Le commissaire européen au Marché intérieur, Thierry Breton, a claqué la porte de la Commission européenne lundi, se disant désavoué par la présidente Ursula von der Leyen, en pleines tractations sur la composition de la nouvelle équipe.
En fin de matinée, Emmanuel Macron a aussitôt proposé un nouveau candidat français, le ministre démissionnaire des Affaires étrangères Stéphane Séjourné, l’un de ses proches, ancien eurodéputé et ancien chef du groupe centriste Renew.
La France vise un portefeuille « centré sur les enjeux de souveraineté industrielle, technologique et de compétitivité européenne », selon l’Élysée.
Le départ fracassant de Thierry Breton a plongé le microcosme bruxellois dans la stupeur alors que les noms et les portefeuilles des nouveaux commissaires étaient potentiellement attendus mardi.
« Je démissionne de mon poste de commissaire européen, avec effet immédiat », a annoncé l’ancien ministre de 69 ans dans une lettre à Mme von der Leyen publiée dans la matinée sur le réseau social X.
Thierry Breton affirme que la cheffe de l’exécutif européen, en train de former son équipe pour un nouveau mandat de cinq ans, a réclamé à l’Élysée son retrait.

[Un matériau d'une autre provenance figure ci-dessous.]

//! Provider factory.

use std::sync::Arc;

use crate::error::Result;
use crate::providers::CloudflareProvider;
use crate::traits::DnsProvider;
use crate::types::ProviderCredentials;

/// Creates a [`DnsProvider`] instance from the given credentials.
///
/// The returned provider is wrapped in `Arc<dyn DnsProvider>` for easy sharing
/// across async tasks.
///
/// # Examples
///
/// ```rust,no_run
/// use proxy_orchestrator_provider::{create_provider, ProviderCredentials};
///
/// let provider = create_provider(ProviderCredentials::Cloudflare {
///     api_token: "your-token".to_string(),
/// }).unwrap();
/// ```
pub fn create_provider(credentials: ProviderCredentials) -> Result<Arc<dyn DnsProvider>> {
    match credentials {
        ProviderCredentials::Cloudflare { api_token } => {
            Ok(Arc::new(CloudflareProvider::new(api_token)?))
        }
    }
}
//! Run options

use std::collections::BTreeSet;

use crate::filter::RecordFilter;
use crate::utils::CommentTemplate;

/// Which accounts and zones a run may touch.
///
/// Empty sets mean "everything".
#[derive(Debug, Clone, Default, PartialEq, Eq)]
pub struct Scope {
    /// Account names.
    pub accounts: BTreeSet<String>,
    /// Zone names or zone ids.
    pub zones: BTreeSet<String>,
}

impl Scope {
    #[must_use]
    pub fn new<A, Z>(accounts: A, zones: Z) -> Self
    where
        A: IntoIterator,
        A::Item: Into<String>,
        Z: IntoIterator,
        Z::Item: Into<String>,
    {
        Self {
            accounts: accounts.into_iter().map(Into::into).collect(),
            zones: zones.into_iter().map(Into::into).collect(),
        }
    }

    #[must_use]
    pub fn includes_account(&self, name: &str) -> bool {
        self.accounts.is_empty() || self.accounts.contains(name)
    }

    /// A zone matches by name or by id.
    #[must_use]
    pub fn includes_zone(&self, zone_name: &str, zone_id: &str) -> bool {
        self.zones.is_empty() || self.zones.contains(zone_name) || self.zones.contains(zone_id)
    }
}

/// Options of the disable flow.
#[derive(Debug, Clone, Default)]
pub struct DisableOptions {
    pub scope: Scope,
    pub filter: RecordFilter,
    pub dry_run: bool,
    /// Annotation written alongside the proxy change.
    pub comment_template: Option<CommentTemplate>,
}

/// Options of the restore flow.
#[derive(Debug, Clone, Default)]
pub struct RestoreOptions {
    pub scope: Scope,
    pub filter: RecordFilter,
    pub dry_run: bool,
    /// Put back the annotation that a disable run replaced.
    pub restore_comments: bool,
}
//! GHCN-Daily `.dly` station files.
//!
//! Each line holds one station, month and element with 31 day slots of
//! `VALUE(5) MFLAG(1) QFLAG(1) SFLAG(1)`.

use std::{collections::BTreeMap, convert::Infallible, fmt, str::FromStr};

use chrono::NaiveDate;

use crate::{
    constants::MISSING_DAILY_VALUE,
    error::{ReadingError, SeriesError},
    reading::{parse_field, required_column, Record},
    series::TimeSeries,
};

const VALUES_START: usize = 21;
const SLOT_LENGTH: usize = 8;
const SLOTS: usize = 31;

/// GHCN-Daily element code.
#[derive(Debug, Clone, PartialEq, Eq, PartialOrd, Ord, Hash)]
pub enum Element {
    Prcp,
    Snow,
    Snwd,
    Tmax,
    Tmin,
    Other(String),
}

impl Element {
    /// Factor turning the stored integer into physical units.
    pub fn scale(&self) -> f64 {
        match self {
            Element::Prcp | Element::Tmax | Element::Tmin => 0.1,
            Element::Snow | Element::Snwd | Element::Other(_) => 1.0,
        }
    }

    pub fn description(&self) -> String {
        match self {
            Element::Prcp => "precipitation".to_string(),
            Element::Snow => "snowfall".to_string(),
            Element::Snwd => "snow depth".to_string(),
            Element::Tmax => "maximum temperature".to_string(),
            Element::Tmin => "minimum temperature".to_string(),
            Element::Other(code) => code.clone(),
        }
    }

    pub fn units(&self) -> &'static str {
        match self {
            Element::Prcp | Element::Snow | Element::Snwd => "mm",
            Element::Tmax | Element::Tmin => "°C",
            Element::Other(_) => "",
        }
    }
}

impl FromStr for Element {
    type Err = Infallible;

    fn from_str(s: &str) -> Result<Self, Self::Err> {
        let code = s.trim().to_uppercase();
        Ok(match code.as_str() {
            "PRCP" => Element::Prcp,
            "SNOW" => Element::Snow,
            "SNWD" => Element::Snwd,
            "TMAX" => Element::Tmax,
            "TMIN" => Element::Tmin,
            _ => Element::Other(code),
        })
    }
}

impl fmt::Display for Element {
    fn fmt(&self, f: &mut fmt::Formatter<'_>) -> fmt::Result {
        match self {
            Element::Prcp => write!(f, "PRCP"),
            Element::Snow => write!(f, "SNOW"),
            Element::Snwd => write!(f, "SNWD"),
            Element::Tmax => write!(f, "TMAX"),
            Element::Tmin => write!(f, "TMIN"),
            Element::Other(code) => write!(f, "{}", code),
        }
    }
}

/// One day slot of a `.dly` line.
#[derive(Debug, Clone, Copy, PartialEq, Default)]
pub struct DayValue {
    pub value: Option<i32>,
    pub mflag: Option<char>,
    pub qflag: Option<char>,
    pub sflag: Option<char>,
}

#[derive(Debug, Clone)]
pub struct DailyReading {
    pub id: String,
    pub year: i32,
    pub month: u32,
    pub element: Element,
    pub values: Vec<DayValue>,
}

/// A single valid daily value in physical units.
#[derive(Debug, Clone, PartialEq)]
pub struct Observation {
    pub date: NaiveDate,
    pub value: f64,
    pub mflag: Option<char>,
    pub qflag: Option<char>,
    pub sflag: Option<char>,
}

impl Record for DailyReading {
    fn from_line(line: &str) -> Result<Self, ReadingError> {
        let id = required_column(line, 0, 11)?.to_string();
        let year = parse_field("year", required_column(line, 11, 15)?)?;
        let month = parse_field("month", required_column(line, 15, 17)?)?;
        let element = required_column(line, 17, 21)?
            .parse::<Element>()
            .unwrap_or_else(|e| match e {});
        let values = parse_daily_values(line)?;

        Ok(DailyReading {
            id,
            year,
            month,
            element,
            values,
        })
    }
}

impl DailyReading {
    /// Valid observations of this month. Missing values and slots past the
    /// end of the month are skipped.
    pub fn observations(&self) -> impl Iterator<Item = Observation> + '_ {
        let scale = self.element.scale();

        self.values.iter().enumerate().filter_map(move |(idx, day)| {
            let value = day.value?;
            let date = NaiveDate::from_ymd_opt(self.year, self.month, idx as u32 + 1)?;

            Some(Observation {
                date,
                value: value as f64 * scale,
                mflag: day.mflag,
                qflag: day.qflag,
                sflag: day.sflag,
            })
        })
    }
}

// Trailing blanks are sometimes stripped, so short lines are padded
fn parse_daily_values(line: &str) -> Result<Vec<DayValue>, ReadingError> {
    let full_length = VALUES_START + SLOTS * SLOT_LENGTH;
    let padded = format!("{:<width$}", line, width = full_length);

    (0..SLOTS)
        .map(|i| {
            let start = VALUES_START + i * SLOT_LENGTH;
            let slot = padded
                .get(start..start + SLOT_LENGTH)
                .ok_or_else(|| ReadingError::InvalidField {
                    field: "day slot",
                    value: line.to_string(),
                })?;

            let raw = slot[..5].trim();
            let value = if raw.is_empty() {
                None
            } else {
                match parse_field::<i32>("daily value", raw)? {
                    MISSING_DAILY_VALUE => None,
                    v => Some(v),
                }
            };

            let mut flags = slot[5..].chars().map(|c| Some(c).filter(|c| *c != ' '));
            Ok(DayValue {
                value,
                mflag: flags.next().flatten(),
                qflag: flags.next().flatten(),
                sflag: flags.next().flatten(),
            })
        })
        .collect()
}

/// All daily observations of one station, grouped by element.
#[derive(Debug, Clone, Default)]
pub struct StationObservations {
    pub id: String,
    pub elements: BTreeMap<Element, Vec<Observation>>,
}

impl StationObservations {
    /// Groups the readings of station `id`. Readings of other stations are
    /// ignored.
    pub fn from_readings(id: &str, readings: Vec<DailyReading>) -> Self {
        let mut elements: BTreeMap<Element, Vec<Observation>> = BTreeMap::new();

        for reading in readings.iter().filter(|r| r.id.trim() == id) {
            elements
                .entry(reading.element.clone())
                .or_default()
                .extend(reading.observations());
        }

        for observations in elements.values_mut() {
            observations.sort_by_key(|o| o.date);
        }

        StationObservations {
            id: id.to_string(),
            elements,
        }
    }

    pub fn element_codes(&self) -> Vec<String> {
        self.elements.keys().map(|e| e.to_string()).collect()
    }

    /// Date-indexed values of `element`. With `drop_flagged`, values carrying
    /// a quality flag are left out.
    pub fn series(&self, element: &Element, drop_flagged: bool) -> Result<TimeSeries, SeriesError> {
        let points = self
            .elements
            .get(element)
            .map(|observations| {
                observations
                    .iter()
                    .filter(|o| !(drop_flagged && o.qflag.is_some()))
                    .map(|o| (o.date, o.value))
                    .collect()
            })
            .unwrap_or_default();

        TimeSeries::new(format!("{} {}", self.id, element), points)
    }
}

// -- Tests ----------------------------------------------------------------------------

« Il y a quelques jours, dans la toute dernière ligne droite des négociations sur la composition du futur Collège, vous avez demandé à la France de retirer mon nom — pour des raisons personnelles qu’en aucun cas, vous n’avez discuté directement avec moi — et proposé, en guise de compromis politique, un portefeuille prétendument plus influent pour la France au sein du futur Collège » des commissaires, écrit-il.
Être commissaire européen, « fut un honneur », souligne l’ancien ministre français, mais « à la lumière des derniers développements — qui témoignent une fois de plus d’une gouvernance douteuse — je dois conclure que je ne peux plus exercer mes fonctions au sein du Collège », conclut-il.

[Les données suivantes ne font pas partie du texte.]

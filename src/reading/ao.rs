//! Monthly Arctic Oscillation index.
//!
//! The CPC file has whitespace separated `year month value` rows; local
//! copies are comma separated with the same three columns and no header.

use std::path::Path;

use csv::{ReaderBuilder, Trim};
use serde::Deserialize;

use crate::{
    error::ReadingError,
    reading::{parse_field, Record},
    series::{calendar::month_end, TimeSeries},
};

#[derive(Debug, Clone, Copy, PartialEq)]
pub struct AoReading {
    pub year: i32,
    pub month: u32,
    pub value: f64,
}

impl Record for AoReading {
    fn from_line(line: &str) -> Result<Self, ReadingError> {
        let fields: Vec<&str> = line.split_whitespace().collect();
        if fields.len() != 3 {
            return Err(ReadingError::InvalidField {
                field: "AO row",
                value: line.to_string(),
            });
        }

        Ok(AoReading {
            year: parse_field("year", fields[0])?,
            month: parse_field("month", fields[1])?,
            value: parse_field("AO index", fields[2])?,
        })
    }
}

#[derive(Debug, Deserialize)]
struct DelimitedRow(f64, f64, f64);

/// Loads a comma separated `year,month,value` file.
pub fn load_delimited(path: &Path) -> Result<Vec<AoReading>, ReadingError> {
    let mut reader = ReaderBuilder::new()
        .has_headers(false)
        .flexible(true)
        .trim(Trim::All)
        .from_path(path)?;

    let mut readings = Vec::new();
    for record in reader.records() {
        let record = record?;
        let line = record.position().map(|p| p.line() as usize).unwrap_or(0);

        if record.len() != 3 {
            return Err(ReadingError::ColumnCount {
                line,
                expected: 3,
                found: record.len(),
            });
        }

        let DelimitedRow(year, month, value) =
            record
                .deserialize(None)
                .map_err(|e: csv::Error| ReadingError::Line {
                    line,
                    message: e.to_string(),
                })?;

        readings.push(AoReading {
            year: whole_number("year", year, line)? as i32,
            month: whole_number("month", month, line)? as u32,
            value,
        });
    }

    Ok(readings)
}

// Files written from float arrays store `1950.0` for the year
fn whole_number(field: &str, v: f64, line: usize) -> Result<i64, ReadingError> {
    if v.fract() == 0.0 && v.is_finite() {
        Ok(v as i64)
    } else {
        Err(ReadingError::Line {
            line,
            message: format!("{} `{}` is not a whole number", field, v),
        })
    }
}

/// Builds the index series, each value dated at the last day of its month.
/// Rows are sorted by date first.
pub fn monthly_series(name: &str, readings: &[AoReading]) -> Result<TimeSeries, ReadingError> {
    let points = readings
        .iter()
        .map(|r| {
            month_end(r.year, r.month)
                .map(|date| (date, r.value))
                .ok_or_else(|| ReadingError::InvalidField {
                    field: "month",
                    value: format!("{}-{}", r.year, r.month),
                })
        })
        .collect::<Result<Vec<_>, _>>()?;

    Ok(TimeSeries::from_unsorted(name, points)?)
}

// -- Tests -------------------------------------------------------------------
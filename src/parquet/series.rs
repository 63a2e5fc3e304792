//! Save series and frames as a date column plus one float column each.

use std::{path::Path, sync::Arc};

use anyhow::Result;
use arrow::{
    array::{ArrayRef, Date32Array, Float64Array},
    datatypes::{DataType, Field, Schema},
    record_batch::RecordBatch,
};

use crate::series::{Frame, TimeSeries};

use super::{date32, write_batch};

pub fn save_frame(frame: &Frame, file_path: &Path) -> Result<()> {
    let mut fields = vec![Field::new("date", DataType::Date32, false)];
    let mut columns: Vec<ArrayRef> = vec![Arc::new(Date32Array::from(
        frame.index().iter().map(|d| date32(*d)).collect::<Vec<_>>(),
    ))];

    for column in frame.columns() {
        fields.push(Field::new(&column.name, DataType::Float64, true));
        columns.push(Arc::new(Float64Array::from(column.values.clone())));
    }

    let schema = Arc::new(Schema::new(fields));
    let batch = RecordBatch::try_new(schema.clone(), columns)?;
    write_batch(file_path, schema, &batch)
}

pub fn save_series(series: &TimeSeries, file_path: &Path) -> Result<()> {
    let schema = Arc::new(Schema::new(vec![
        Field::new("date", DataType::Date32, false),
        Field::new("value", DataType::Float64, false),
    ]));

    let dates: Vec<i32> = series.points().iter().map(|(d, _)| date32(*d)).collect();
    let columns: Vec<ArrayRef> = vec![
        Arc::new(Date32Array::from(dates)),
        Arc::new(Float64Array::from(series.values())),
    ];

    let batch = RecordBatch::try_new(schema.clone(), columns)?;
    write_batch(file_path, schema, &batch)
}

// -- Tests -------------------------------------------------------------------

Ursula von der Leyen a accepté sa démission, le remerciant pour le travail effectué depuis cinq ans.
Les relations entre la dirigeante allemande et M. Breton étaient notoirement tendues depuis que ce dernier avait pris la tête au printemps d’une fronde au sein de l’exécutif bruxellois pour contester le style de direction de la présidente, jugé autoritaire.
Blocage en Slovénie
Le Français avait publiquement mis en cause l’éthique de Mme von der Leyen après la nomination fin janvier d’un émissaire chargé des petites et moyennes entreprises, un poste hautement rémunéré au sein de la Commission.

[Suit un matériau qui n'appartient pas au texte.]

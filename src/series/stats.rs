//! Descriptive statistics over slices of values.

use std::fmt;

pub fn sum(values: &[f64]) -> f64 {
    values.iter().sum()
}

pub fn mean(values: &[f64]) -> Option<f64> {
    if values.is_empty() {
        return None;
    }
    Some(sum(values) / values.len() as f64)
}

pub fn median(values: &[f64]) -> Option<f64> {
    quantile(&sorted(values), 0.5)
}

/// Sample variance, `None` below two values.
pub fn variance(values: &[f64]) -> Option<f64> {
    if values.len() < 2 {
        return None;
    }
    let m = mean(values)?;
    let squares: f64 = values.iter().map(|v| (v - m).powi(2)).sum();
    Some(squares / (values.len() - 1) as f64)
}

pub fn std_dev(values: &[f64]) -> Option<f64> {
    variance(values).map(f64::sqrt)
}

pub fn min(values: &[f64]) -> Option<f64> {
    values.iter().copied().reduce(f64::min)
}

pub fn max(values: &[f64]) -> Option<f64> {
    values.iter().copied().reduce(f64::max)
}

/// Quantile `q` of already sorted values, interpolating linearly between the
/// two closest ranks.
pub fn quantile(sorted: &[f64], q: f64) -> Option<f64> {
    if sorted.is_empty() {
        return None;
    }
    let position = q.clamp(0.0, 1.0) * (sorted.len() - 1) as f64;
    let lower = position.floor() as usize;
    let upper = position.ceil() as usize;
    let fraction = position - lower as f64;

    Some(sorted[lower] + (sorted[upper] - sorted[lower]) * fraction)
}

fn sorted(values: &[f64]) -> Vec<f64> {
    let mut sorted = values.to_vec();
    sorted.sort_by(f64::total_cmp);
    sorted
}

/// Count, moments and quartiles of a series.
#[derive(Debug, Clone, Copy, PartialEq)]
pub struct Summary {
    pub count: usize,
    pub mean: f64,
    /// `None` for a single value.
    pub std: Option<f64>,
    pub min: f64,
    pub q25: f64,
    pub q50: f64,
    pub q75: f64,
    pub max: f64,
}

impl Summary {
    pub fn from_values(values: &[f64]) -> Option<Self> {
        let sorted = sorted(values);

        Some(Summary {
            count: sorted.len(),
            mean: mean(&sorted)?,
            std: std_dev(&sorted),
            min: *sorted.first()?,
            q25: quantile(&sorted, 0.25)?,
            q50: quantile(&sorted, 0.5)?,
            q75: quantile(&sorted, 0.75)?,
            max: *sorted.last()?,
        })
    }
}

impl fmt::Display for Summary {
    fn fmt(&self, f: &mut fmt::Formatter<'_>) -> fmt::Result {
        let std = self.std.map_or("NaN".to_string(), |s| format!("{:.6}", s));

        writeln!(f, "{:<8}{:>14.6}", "count", self.count as f64)?;
        writeln!(f, "{:<8}{:>14.6}", "mean", self.mean)?;
        writeln!(f, "{:<8}{:>14}", "std", std)?;
        writeln!(f, "{:<8}{:>14.6}", "min", self.min)?;
        writeln!(f, "{:<8}{:>14.6}", "25%", self.q25)?;
        writeln!(f, "{:<8}{:>14.6}", "50%", self.q50)?;
        writeln!(f, "{:<8}{:>14.6}", "75%", self.q75)?;
        write!(f, "{:<8}{:>14.6}", "max", self.max)
    }
}

// -- Tests -------------------------------------------------------------------

#[cfg(test)]
mod tests {
    use super::*;

    #[test]
    fn should_interpolate_quantiles() {
        let values = [1.0, 2.0, 3.0, 4.0];

        assert_eq!(quantile(&values, 0.0), Some(1.0));
        assert_eq!(quantile(&values, 0.25), Some(1.75));
        assert_eq!(quantile(&values, 0.5), Some(2.5));
        assert_eq!(quantile(&values, 0.75), Some(3.25));
        assert_eq!(quantile(&values, 1.0), Some(4.0));
        assert_eq!(quantile(&[], 0.5), None);
    }

    #[test]
    fn should_describe_values() {
        let summary = Summary::from_values(&[4.0, 1.0, 3.0, 2.0]).unwrap();

        assert_eq!(summary.count, 4);
        assert_eq!(summary.mean, 2.5);
        assert!((summary.std.unwrap() - 1.2909944487358056).abs() < 1e-12);
        assert_eq!(summary.min, 1.0);
        assert_eq!(summary.q25, 1.75);
        assert_eq!(summary.q50, 2.5);
        assert_eq!(summary.q75, 3.25);
        assert_eq!(summary.max, 4.0);
    }

    #[test]
    fn should_leave_std_undefined_for_one_value() {
        let summary = Summary::from_values(&[0.7]).unwrap();

        assert_eq!(summary.std, None);
        assert!(summary.to_string().contains("NaN"));
    }

    #[test]
    fn should_print_like_a_table() {
        let text = Summary::from_values(&[1.0, 2.0]).unwrap().to_string();
        let lines: Vec<&str> = text.lines().collect();

        assert_eq!(lines.len(), 8);
        assert_eq!(lines[0], "count         2.000000");
        assert_eq!(lines[1], "mean          1.500000");
    }

    #[test]
    fn should_find_extremes() {
        assert_eq!(min(&[2.0, -1.0, 5.0]), Some(-1.0));
        assert_eq!(max(&[2.0, -1.0, 5.0]), Some(5.0));
        assert_eq!(max(&[]), None);
    }
}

Le poste avait été attribué à l’eurodéputé allemand du Parti populaire européen (droite) Markus Pieper, quelques semaines avant un congrès à Bucarest début mars lors duquel le PPE avait apporté son soutien à un second mandat de Mme von der Leyen.
La polémique avait abouti à un vote de défiance du Parlement européen contre Mme von der Leyen, en pleine campagne pour les élections européennes de juin, et finalement au retrait de M. Pieper.
Finalement réélue à la tête de la Commission en juillet, Ursula von der Leyen devait présenter mardi aux chefs de groupe du Parlement européen les noms et les portefeuilles des nouveaux commissaires, en marge d’une plénière à Strasbourg.
La composition de l’exécutif européen relève de l’exercice d’équilibriste, révélateur du poids des États membres, des forces politiques et des orientations de l’UE.
Avant le retrait de M. Breton, la situation était déjà incertaine en raison d’un blocage du côté de la Slovénie, où l’approbation de la nouvelle candidate Marta Kos par le Parlement national se fait attendre.
Le départ de Thierry Breton, qui s’était imposé comme une figure de l’exécutif bruxellois en s’attaquant aux abus de pouvoir des géants du numérique, complique encore l’équation.
Il intervient après une polémique que les dirigeants tentent tant bien que mal de dégonfler sur le manque de femmes dans la nouvelle équipe en train de se constituer.
Après la démission surprise du commissaire sortant français, l’eurodéputée écologiste Marie Toussaint avait appelé Emmanuel Macron à « désigner une femme pour œuvrer à la parité au sein de la Commission ».